### What needs to be done
Reproduce the data below line by line, from its first line to the line with "fn cca(&mut self)", both included, and nothing past that point.

### Source records

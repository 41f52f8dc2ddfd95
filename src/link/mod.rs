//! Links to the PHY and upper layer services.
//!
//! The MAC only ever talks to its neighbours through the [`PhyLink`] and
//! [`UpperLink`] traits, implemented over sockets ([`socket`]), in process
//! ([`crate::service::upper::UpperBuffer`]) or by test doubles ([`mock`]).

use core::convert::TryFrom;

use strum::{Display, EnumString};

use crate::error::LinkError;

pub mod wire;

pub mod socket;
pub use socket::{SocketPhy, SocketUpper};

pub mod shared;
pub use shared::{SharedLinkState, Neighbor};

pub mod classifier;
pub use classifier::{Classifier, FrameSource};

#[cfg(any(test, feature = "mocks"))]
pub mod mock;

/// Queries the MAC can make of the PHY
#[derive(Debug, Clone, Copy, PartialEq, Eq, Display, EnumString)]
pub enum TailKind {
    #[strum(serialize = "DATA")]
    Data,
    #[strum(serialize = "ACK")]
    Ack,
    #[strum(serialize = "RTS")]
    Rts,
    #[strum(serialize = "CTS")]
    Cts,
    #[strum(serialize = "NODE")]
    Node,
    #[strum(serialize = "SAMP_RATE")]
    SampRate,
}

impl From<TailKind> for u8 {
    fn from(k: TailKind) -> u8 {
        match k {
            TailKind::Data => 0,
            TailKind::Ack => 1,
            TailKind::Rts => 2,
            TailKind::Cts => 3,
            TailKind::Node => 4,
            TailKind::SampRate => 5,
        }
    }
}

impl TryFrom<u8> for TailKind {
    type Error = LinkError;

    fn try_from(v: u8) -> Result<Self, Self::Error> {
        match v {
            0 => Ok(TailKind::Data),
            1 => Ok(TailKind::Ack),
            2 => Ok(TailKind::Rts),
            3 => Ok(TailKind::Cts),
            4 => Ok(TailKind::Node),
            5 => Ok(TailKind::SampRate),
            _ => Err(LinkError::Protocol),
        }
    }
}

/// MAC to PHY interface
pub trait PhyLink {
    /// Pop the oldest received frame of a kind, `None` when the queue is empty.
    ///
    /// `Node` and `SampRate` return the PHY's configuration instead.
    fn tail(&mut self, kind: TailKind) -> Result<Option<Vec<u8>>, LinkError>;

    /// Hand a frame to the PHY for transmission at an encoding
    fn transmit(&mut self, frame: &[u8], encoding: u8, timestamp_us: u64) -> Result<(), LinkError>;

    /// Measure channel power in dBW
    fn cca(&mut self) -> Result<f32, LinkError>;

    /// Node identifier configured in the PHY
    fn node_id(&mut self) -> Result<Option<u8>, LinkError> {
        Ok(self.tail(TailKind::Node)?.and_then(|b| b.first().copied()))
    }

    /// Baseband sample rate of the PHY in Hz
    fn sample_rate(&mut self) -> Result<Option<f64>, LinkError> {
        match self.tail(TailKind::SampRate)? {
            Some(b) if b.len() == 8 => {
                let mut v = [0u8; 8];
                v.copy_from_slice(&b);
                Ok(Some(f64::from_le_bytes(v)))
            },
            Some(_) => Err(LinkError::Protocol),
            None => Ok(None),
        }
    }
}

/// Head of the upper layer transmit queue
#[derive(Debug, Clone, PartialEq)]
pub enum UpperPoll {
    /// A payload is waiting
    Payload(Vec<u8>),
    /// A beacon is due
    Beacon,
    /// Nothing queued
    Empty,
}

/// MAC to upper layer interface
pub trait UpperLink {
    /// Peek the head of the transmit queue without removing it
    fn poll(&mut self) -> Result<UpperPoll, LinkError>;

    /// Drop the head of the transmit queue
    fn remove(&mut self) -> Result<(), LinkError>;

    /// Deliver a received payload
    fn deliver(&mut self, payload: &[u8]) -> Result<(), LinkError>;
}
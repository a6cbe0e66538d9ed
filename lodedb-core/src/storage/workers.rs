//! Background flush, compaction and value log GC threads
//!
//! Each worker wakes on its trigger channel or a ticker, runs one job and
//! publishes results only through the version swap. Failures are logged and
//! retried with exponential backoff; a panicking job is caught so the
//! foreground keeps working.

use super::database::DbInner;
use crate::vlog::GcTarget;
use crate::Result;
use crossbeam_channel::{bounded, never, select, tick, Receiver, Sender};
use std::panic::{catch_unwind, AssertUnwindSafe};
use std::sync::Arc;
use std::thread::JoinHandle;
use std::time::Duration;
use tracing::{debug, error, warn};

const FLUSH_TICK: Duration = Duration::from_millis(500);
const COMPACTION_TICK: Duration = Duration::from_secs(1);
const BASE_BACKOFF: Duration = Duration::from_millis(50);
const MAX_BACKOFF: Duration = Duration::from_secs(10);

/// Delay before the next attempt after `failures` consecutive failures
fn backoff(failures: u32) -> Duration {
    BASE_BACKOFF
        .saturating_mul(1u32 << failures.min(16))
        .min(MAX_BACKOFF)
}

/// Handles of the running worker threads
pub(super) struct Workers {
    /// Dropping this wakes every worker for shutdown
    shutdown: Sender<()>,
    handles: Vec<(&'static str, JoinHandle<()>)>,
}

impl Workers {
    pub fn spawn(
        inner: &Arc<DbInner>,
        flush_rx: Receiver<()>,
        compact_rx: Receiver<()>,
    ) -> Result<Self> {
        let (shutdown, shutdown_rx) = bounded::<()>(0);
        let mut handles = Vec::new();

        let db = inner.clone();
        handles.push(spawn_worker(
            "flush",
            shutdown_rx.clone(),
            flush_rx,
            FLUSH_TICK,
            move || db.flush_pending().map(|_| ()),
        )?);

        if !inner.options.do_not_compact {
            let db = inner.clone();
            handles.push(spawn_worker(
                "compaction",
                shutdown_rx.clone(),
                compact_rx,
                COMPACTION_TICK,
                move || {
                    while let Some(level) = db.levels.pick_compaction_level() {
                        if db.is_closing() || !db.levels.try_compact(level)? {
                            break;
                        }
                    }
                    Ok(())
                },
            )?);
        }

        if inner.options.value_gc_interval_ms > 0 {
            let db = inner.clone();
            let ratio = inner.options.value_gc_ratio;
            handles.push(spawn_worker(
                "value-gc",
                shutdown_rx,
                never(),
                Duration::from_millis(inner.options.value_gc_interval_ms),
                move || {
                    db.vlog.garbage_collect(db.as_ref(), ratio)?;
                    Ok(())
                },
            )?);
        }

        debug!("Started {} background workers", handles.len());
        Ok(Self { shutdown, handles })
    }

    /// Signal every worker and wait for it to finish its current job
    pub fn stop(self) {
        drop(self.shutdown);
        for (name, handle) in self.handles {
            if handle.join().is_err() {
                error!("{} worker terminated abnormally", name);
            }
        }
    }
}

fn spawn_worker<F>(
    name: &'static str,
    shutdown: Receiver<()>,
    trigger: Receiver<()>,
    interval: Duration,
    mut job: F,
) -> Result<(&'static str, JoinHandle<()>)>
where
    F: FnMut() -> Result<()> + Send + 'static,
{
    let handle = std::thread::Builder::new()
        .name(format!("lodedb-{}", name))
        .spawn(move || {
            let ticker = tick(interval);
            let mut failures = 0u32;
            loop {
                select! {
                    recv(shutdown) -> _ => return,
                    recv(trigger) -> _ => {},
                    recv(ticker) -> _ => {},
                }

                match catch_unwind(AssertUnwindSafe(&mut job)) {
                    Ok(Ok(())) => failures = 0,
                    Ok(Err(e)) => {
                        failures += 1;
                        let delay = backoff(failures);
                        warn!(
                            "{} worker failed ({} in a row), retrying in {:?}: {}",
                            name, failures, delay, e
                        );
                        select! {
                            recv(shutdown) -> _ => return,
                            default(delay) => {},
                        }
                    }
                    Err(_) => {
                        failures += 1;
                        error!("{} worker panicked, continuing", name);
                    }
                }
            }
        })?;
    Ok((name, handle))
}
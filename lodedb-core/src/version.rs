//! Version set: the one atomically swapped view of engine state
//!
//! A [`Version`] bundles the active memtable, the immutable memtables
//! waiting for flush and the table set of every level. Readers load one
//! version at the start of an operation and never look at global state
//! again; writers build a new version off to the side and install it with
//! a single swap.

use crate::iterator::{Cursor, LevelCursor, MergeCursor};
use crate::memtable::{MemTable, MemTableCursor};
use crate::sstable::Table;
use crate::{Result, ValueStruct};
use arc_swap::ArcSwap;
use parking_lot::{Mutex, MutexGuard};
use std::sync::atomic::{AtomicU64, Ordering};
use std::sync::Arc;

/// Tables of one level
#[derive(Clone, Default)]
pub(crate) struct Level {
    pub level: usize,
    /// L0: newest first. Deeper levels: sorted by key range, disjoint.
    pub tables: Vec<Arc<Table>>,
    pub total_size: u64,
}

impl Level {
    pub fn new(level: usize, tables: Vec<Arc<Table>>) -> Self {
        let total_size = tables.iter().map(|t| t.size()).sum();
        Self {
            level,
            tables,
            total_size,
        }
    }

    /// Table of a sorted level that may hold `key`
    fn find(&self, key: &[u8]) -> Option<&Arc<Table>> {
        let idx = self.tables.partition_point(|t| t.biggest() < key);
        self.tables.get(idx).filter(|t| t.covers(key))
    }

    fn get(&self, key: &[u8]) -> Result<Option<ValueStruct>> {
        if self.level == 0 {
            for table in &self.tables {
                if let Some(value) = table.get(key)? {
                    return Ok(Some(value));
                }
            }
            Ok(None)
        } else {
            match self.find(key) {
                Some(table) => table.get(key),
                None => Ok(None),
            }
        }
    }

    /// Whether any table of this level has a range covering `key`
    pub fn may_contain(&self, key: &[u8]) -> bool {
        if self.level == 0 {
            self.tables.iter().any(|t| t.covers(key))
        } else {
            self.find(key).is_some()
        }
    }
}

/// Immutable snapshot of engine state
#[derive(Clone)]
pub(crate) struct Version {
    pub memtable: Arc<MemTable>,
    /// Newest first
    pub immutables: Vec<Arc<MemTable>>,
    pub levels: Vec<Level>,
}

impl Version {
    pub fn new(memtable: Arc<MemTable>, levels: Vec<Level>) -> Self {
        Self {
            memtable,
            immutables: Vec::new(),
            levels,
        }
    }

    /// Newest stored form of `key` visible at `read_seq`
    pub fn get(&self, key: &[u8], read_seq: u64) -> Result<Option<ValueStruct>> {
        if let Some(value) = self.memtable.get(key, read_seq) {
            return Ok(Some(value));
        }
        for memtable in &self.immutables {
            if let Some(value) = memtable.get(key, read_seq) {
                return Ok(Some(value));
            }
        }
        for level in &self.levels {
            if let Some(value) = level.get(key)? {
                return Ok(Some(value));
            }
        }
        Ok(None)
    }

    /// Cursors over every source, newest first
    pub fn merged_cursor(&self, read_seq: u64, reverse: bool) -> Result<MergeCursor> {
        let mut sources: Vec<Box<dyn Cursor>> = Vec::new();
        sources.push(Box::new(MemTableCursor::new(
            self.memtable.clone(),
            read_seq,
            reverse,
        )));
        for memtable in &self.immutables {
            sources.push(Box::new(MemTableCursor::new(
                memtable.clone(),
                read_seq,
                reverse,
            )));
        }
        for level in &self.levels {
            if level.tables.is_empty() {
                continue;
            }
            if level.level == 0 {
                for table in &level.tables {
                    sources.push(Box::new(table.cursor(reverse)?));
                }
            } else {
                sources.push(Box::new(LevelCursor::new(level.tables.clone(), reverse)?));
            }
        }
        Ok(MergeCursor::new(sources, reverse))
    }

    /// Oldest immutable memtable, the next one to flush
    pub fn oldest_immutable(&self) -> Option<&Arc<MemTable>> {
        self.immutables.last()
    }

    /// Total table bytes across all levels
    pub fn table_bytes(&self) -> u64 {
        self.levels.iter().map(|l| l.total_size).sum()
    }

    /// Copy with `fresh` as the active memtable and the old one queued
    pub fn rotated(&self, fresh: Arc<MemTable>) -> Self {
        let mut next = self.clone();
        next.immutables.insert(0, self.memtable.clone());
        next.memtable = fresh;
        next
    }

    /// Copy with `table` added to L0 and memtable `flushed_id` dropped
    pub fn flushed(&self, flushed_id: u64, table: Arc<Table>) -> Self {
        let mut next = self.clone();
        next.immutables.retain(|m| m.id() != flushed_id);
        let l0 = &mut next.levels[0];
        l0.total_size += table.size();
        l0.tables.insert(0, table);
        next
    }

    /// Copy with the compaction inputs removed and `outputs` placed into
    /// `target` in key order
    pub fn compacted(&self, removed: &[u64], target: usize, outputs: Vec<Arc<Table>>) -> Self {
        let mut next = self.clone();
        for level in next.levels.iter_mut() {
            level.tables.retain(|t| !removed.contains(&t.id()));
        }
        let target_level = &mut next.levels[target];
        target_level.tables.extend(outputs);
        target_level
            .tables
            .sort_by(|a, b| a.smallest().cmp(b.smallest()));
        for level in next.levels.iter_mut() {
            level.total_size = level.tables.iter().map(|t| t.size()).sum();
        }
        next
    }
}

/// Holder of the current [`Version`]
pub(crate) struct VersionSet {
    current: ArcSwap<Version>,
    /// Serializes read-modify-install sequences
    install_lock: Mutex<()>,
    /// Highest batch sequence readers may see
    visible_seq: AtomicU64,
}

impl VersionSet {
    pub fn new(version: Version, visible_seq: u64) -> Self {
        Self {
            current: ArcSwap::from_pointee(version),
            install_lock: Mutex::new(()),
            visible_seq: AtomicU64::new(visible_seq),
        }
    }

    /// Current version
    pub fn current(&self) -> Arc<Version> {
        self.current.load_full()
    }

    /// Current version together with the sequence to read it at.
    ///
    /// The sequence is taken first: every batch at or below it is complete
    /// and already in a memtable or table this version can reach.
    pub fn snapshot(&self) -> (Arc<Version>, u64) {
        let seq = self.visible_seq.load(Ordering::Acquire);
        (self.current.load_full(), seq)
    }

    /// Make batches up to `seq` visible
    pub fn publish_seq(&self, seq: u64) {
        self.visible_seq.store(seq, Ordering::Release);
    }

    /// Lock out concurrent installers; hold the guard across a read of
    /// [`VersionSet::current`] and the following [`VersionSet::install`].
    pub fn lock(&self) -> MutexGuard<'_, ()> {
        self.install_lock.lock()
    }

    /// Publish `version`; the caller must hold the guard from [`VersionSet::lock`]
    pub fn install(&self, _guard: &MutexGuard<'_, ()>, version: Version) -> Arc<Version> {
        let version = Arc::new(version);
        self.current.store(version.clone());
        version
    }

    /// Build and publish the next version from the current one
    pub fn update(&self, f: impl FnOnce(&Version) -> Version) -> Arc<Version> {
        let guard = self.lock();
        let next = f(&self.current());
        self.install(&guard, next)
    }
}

### Answer space
repository 41f52f8dc2ddfd95
filename src/link/mod.rs
//! Links to the PHY and upper layer services.
//!
//! The MAC only ever talks to its neighbours through the [`PhyLink`] and
//! [`UpperLink`] traits, implemented over sockets ([`socket`]), in process
//! ([`crate::service::upper::UpperBuffer`]) or by test doubles ([`mock`]).

use core::convert::TryFrom;

use strum::{Display, EnumString};

use crate::error::LinkError;

pub mod wire;

pub mod socket;
pub use socket::{SocketPhy, SocketUpper};

pub mod shared;
pub use shared::{SharedLinkState, Neighbor};

pub mod classifier;
pub use classifier::{Classifier, FrameSource};

#[cfg(any(test, feature = "mocks"))]
pub mod mock;

/// Queries the MAC can make of the PHY
#[derive(Debug, Clone, Copy, PartialEq, Eq, Display, EnumString)]
pub enum TailKind {
    #[strum(serialize = "DATA")]
    Data,
    #[strum(serialize = "ACK")]
    Ack,
    #[strum(serialize = "RTS")]
    Rts,
    #[strum(serialize = "CTS")]
    Cts,
    #[strum(serialize = "NODE")]
    Node,
    #[strum(serialize = "SAMP_RATE")]
    SampRate,
}

impl From<TailKind> for u8 {
    fn from(k: TailKind) -> u8 {
        match k {
            TailKind::Data => 0,
            TailKind::Ack => 1,
            TailKind::Rts => 2,
            TailKind::Cts => 3,
            TailKind::Node => 4,
            TailKind::SampRate => 5,
        }
    }
}

impl TryFrom<u8> for TailKind {
    type Error = LinkError;

    fn try_from(v: u8) -> Result<Self, Self::Error> {
        match v {
            0 => Ok(TailKind::Data),
            1 => Ok(TailKind::Ack),
            2 => Ok(TailKind::Rts),
            3 => Ok(TailKind::Cts),
            4 => Ok(TailKind::Node),
            5 => Ok(TailKind::SampRate),
            _ => Err(LinkError::Protocol),
        }
    }
}

/// MAC to PHY interface
pub trait PhyLink {
    /// Pop the oldest received frame of a kind, `None` when the queue is empty.
    ///
    /// `Node` and `SampRate` return the PHY's configuration instead.
    fn tail(&mut self, kind: TailKind) -> Result<Option<Vec<u8>>, LinkError>;

    /// Hand a frame to the PHY for transmission at an encoding
    fn transmit(&mut self, frame: &[u8], encoding: u8, timestamp_us: u64) -> Result<(), LinkError>;

    /// Measure channel power in dBW
    fn cca(&mut self) -> Result<f32, LinkError>;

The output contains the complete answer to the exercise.